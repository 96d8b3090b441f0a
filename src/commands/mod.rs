//! CLI command implementations.
//!
//! Each command is implemented in its own module.
//! Commands orchestrate the various library components to perform user tasks.

pub mod benchmarks;
pub mod export;
pub mod models;
pub mod utils;

// Re-export main command functions
pub use benchmarks::find_benchmarks;
pub use export::{execute_export, run_export, ArtifactSink, FOLDED_ARTIFACT};
pub use models::ExportSummary;
pub use utils::{display_version, validate_artifact_file};
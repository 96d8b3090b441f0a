use crate::output::{read_call_tree, read_report};
use anyhow::{bail, Result};
use std::path::Path;

/// Validate a local artifact file and print what it contains
pub fn validate_artifact_file(file_path: &Path) -> Result<()> {
    println!("Validating artifact: {}", file_path.display());

    if let Ok(tree) = read_call_tree(file_path) {
        println!("✓ Valid flamegraph call tree");
        println!("  Total weight: {}", tree.cumulative_weight);
        println!("  Nodes: {}", tree.node_count());
        println!("  Depth: {}", tree.depth());
        println!("  Top-level frames: {}", tree.children.len());
        return Ok(());
    }

    match read_report(file_path) {
        Ok(report) => {
            println!("✓ Valid text report");
            for label in &report.labels {
                println!("  {}", label);
            }
            println!("  Rows: {}", report.total_rows);
            Ok(())
        }
        Err(e) => bail!(
            "{} is neither a call tree nor a text report: {}",
            file_path.display(),
            e
        ),
    }
}

/// Display version information
pub fn display_version() {
    println!("pprof-exporter v{}", env!("CARGO_PKG_VERSION"));
    println!();
    println!("Export and persist Go's profiling data locally, or into https://codeperf.io.");
}
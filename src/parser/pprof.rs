//! Decode pprof protobuf profiles into weighted call stacks.
//!
//! Only the parts of `profile.proto` needed to rebuild call stacks are
//! declared; prost skips every other field. Profiles written by the Go
//! runtime and by `go tool pprof -proto` are gzip-compressed, raw protobuf is
//! accepted as well.
//!
//! Samples whose stacks resolve to the same function names are merged (every
//! value dimension summed), then the stacks are sorted by descending weight.
//! Equal weights keep first-seen order.

use crate::aggregator::stack::{Frame, WeightedCallStack};
use crate::utils::error::ProfileError;
use flate2::read::GzDecoder;
use log::debug;
use prost::Message;
use std::collections::HashMap;
use std::io::Read;

const GZIP_MAGIC: [u8; 2] = [0x1f, 0x8b];

#[derive(Clone, PartialEq, Message)]
pub struct PprofProfile {
    #[prost(message, repeated, tag = "2")]
    pub sample: Vec<PprofSample>,
    #[prost(message, repeated, tag = "4")]
    pub location: Vec<PprofLocation>,
    #[prost(message, repeated, tag = "5")]
    pub function: Vec<PprofFunction>,
    #[prost(string, repeated, tag = "6")]
    pub string_table: Vec<String>,
}

#[derive(Clone, PartialEq, Message)]
pub struct PprofSample {
    /// Leaf first
    #[prost(uint64, repeated, tag = "1")]
    pub location_id: Vec<u64>,
    #[prost(int64, repeated, tag = "2")]
    pub value: Vec<i64>,
}

#[derive(Clone, PartialEq, Message)]
pub struct PprofLocation {
    #[prost(uint64, tag = "1")]
    pub id: u64,
    /// Innermost inlined function first
    #[prost(message, repeated, tag = "4")]
    pub line: Vec<PprofLine>,
}

#[derive(Clone, PartialEq, Message)]
pub struct PprofLine {
    #[prost(uint64, tag = "1")]
    pub function_id: u64,
    #[prost(int64, tag = "2")]
    pub line: i64,
}

#[derive(Clone, PartialEq, Message)]
pub struct PprofFunction {
    #[prost(uint64, tag = "1")]
    pub id: u64,
    /// Index into the string table
    #[prost(int64, tag = "2")]
    pub name: i64,
}

/// Decode a (possibly gzip-compressed) pprof profile
pub fn decode_profile(data: &[u8]) -> Result<PprofProfile, ProfileError> {
    if data.starts_with(&GZIP_MAGIC) {
        let mut raw = Vec::new();
        GzDecoder::new(data).read_to_end(&mut raw)?;
        debug!("Decompressed profile: {} -> {} bytes", data.len(), raw.len());
        Ok(PprofProfile::decode(raw.as_slice())?)
    } else {
        Ok(PprofProfile::decode(data)?)
    }
}

/// Decode a profile and turn it into merged, weight-sorted call stacks
pub fn parse_profile(data: &[u8]) -> Result<Vec<WeightedCallStack>, ProfileError> {
    let profile = decode_profile(data)?;
    profile_to_stacks(&profile)
}

/// Resolve, merge and sort the samples of a decoded profile
pub fn profile_to_stacks(profile: &PprofProfile) -> Result<Vec<WeightedCallStack>, ProfileError> {
    let functions: HashMap<u64, &str> = profile
        .function
        .iter()
        .map(|f| (f.id, string_at(&profile.string_table, f.name)))
        .collect();

    let mut locations: HashMap<u64, Frame> = HashMap::with_capacity(profile.location.len());
    for loc in &profile.location {
        let names = loc
            .line
            .iter()
            .map(|line| {
                functions
                    .get(&line.function_id)
                    .map(|name| name.to_string())
                    .ok_or(ProfileError::UnknownFunction(line.function_id))
            })
            .collect::<Result<Vec<_>, _>>()?;
        locations.insert(loc.id, Frame::new(names));
    }

    let mut stacks: Vec<WeightedCallStack> = Vec::new();
    let mut seen: HashMap<Vec<Frame>, usize> = HashMap::new();

    for sample in &profile.sample {
        let frames = sample
            .location_id
            .iter()
            .map(|id| {
                locations
                    .get(id)
                    .cloned()
                    .ok_or(ProfileError::UnknownLocation(*id))
            })
            .collect::<Result<Vec<_>, _>>()?;

        match seen.get(&frames) {
            Some(&idx) => add_values(&mut stacks[idx].values, &sample.value),
            None => {
                seen.insert(frames.clone(), stacks.len());
                stacks.push(WeightedCallStack::new(frames, sample.value.clone()));
            }
        }
    }

    debug!(
        "Merged {} samples into {} unique stacks",
        profile.sample.len(),
        stacks.len()
    );

    // stable: equal weights keep first-seen order
    stacks.sort_by(|a, b| b.weight().cmp(&a.weight()));
    Ok(stacks)
}

fn add_values(total: &mut Vec<i64>, values: &[i64]) {
    if total.len() < values.len() {
        total.resize(values.len(), 0);
    }
    for (t, v) in total.iter_mut().zip(values) {
        *t = t.saturating_add(*v);
    }
}

fn string_at(table: &[String], index: i64) -> &str {
    usize::try_from(index)
        .ok()
        .and_then(|i| table.get(i))
        .map(String::as_str)
        .unwrap_or("")
}
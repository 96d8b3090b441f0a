//! Client for the remote codeperf collector.

pub mod client;
pub mod endpoints;

// Re-export main types
pub use client::CollectorClient;
pub use endpoints::{result_url, upload_url, BenchCoordinates, FLAMEGRAPH_ARTIFACT};
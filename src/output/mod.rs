//! Local persistence of export artifacts.
//!
//! This module handles writing data to disk:
//! - The flamegraph call tree
//! - One top-down report per granularity
//! - Optionally, the merged stacks in folded format

pub mod folded;
pub mod json;

// Re-export main functions
pub use folded::write_folded;
pub use json::{read_call_tree, read_report, write_json};

use crate::utils::error::OutputError;
use log::debug;
use std::path::{Path, PathBuf};

/// Common path validation for output files
pub fn validate_path(path: &Path) -> Result<(), OutputError> {
    if path.as_os_str().is_empty() {
        return Err(OutputError::InvalidPath("Path is empty".to_string()));
    }

    if path.exists() && path.is_dir() {
        return Err(OutputError::InvalidPath(format!(
            "Path is a directory: {}",
            path.display()
        )));
    }

    Ok(())
}

/// Create the parent directories of `path` if needed
pub fn ensure_parent_dir(path: &Path) -> Result<(), OutputError> {
    if let Some(parent) = path.parent() {
        if !parent.as_os_str().is_empty() && !parent.exists() {
            debug!("Creating parent directories: {}", parent.display());
            std::fs::create_dir_all(parent).map_err(|e| {
                OutputError::InvalidPath(format!(
                    "Cannot create directory {}: {}",
                    parent.display(),
                    e
                ))
            })?;
        }
    }
    Ok(())
}

/// Sibling path of `base` for one artifact.
///
/// `out/profile.json` + `lines` -> `out/profile.lines.json`
pub fn artifact_path(base: &Path, artifact: &str) -> PathBuf {
    let stem = base
        .file_stem()
        .map(|s| s.to_string_lossy().into_owned())
        .unwrap_or_else(|| "profile".to_string());
    let ext = base
        .extension()
        .map(|e| e.to_string_lossy().into_owned())
        .unwrap_or_else(|| "json".to_string());

    base.with_file_name(format!("{}.{}.{}", stem, artifact, ext))
}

◆ ◆ ◆ ◆ ◆ ◆ ◆

◆ **Exercise requirements**
Where a line of the records above holds the word "return", copy that line.

◆ **Result below**
        return Ok(());
        return Err(OutputError::InvalidPath("Path is empty".to_string()));
        return Err(OutputError::InvalidPath(format!(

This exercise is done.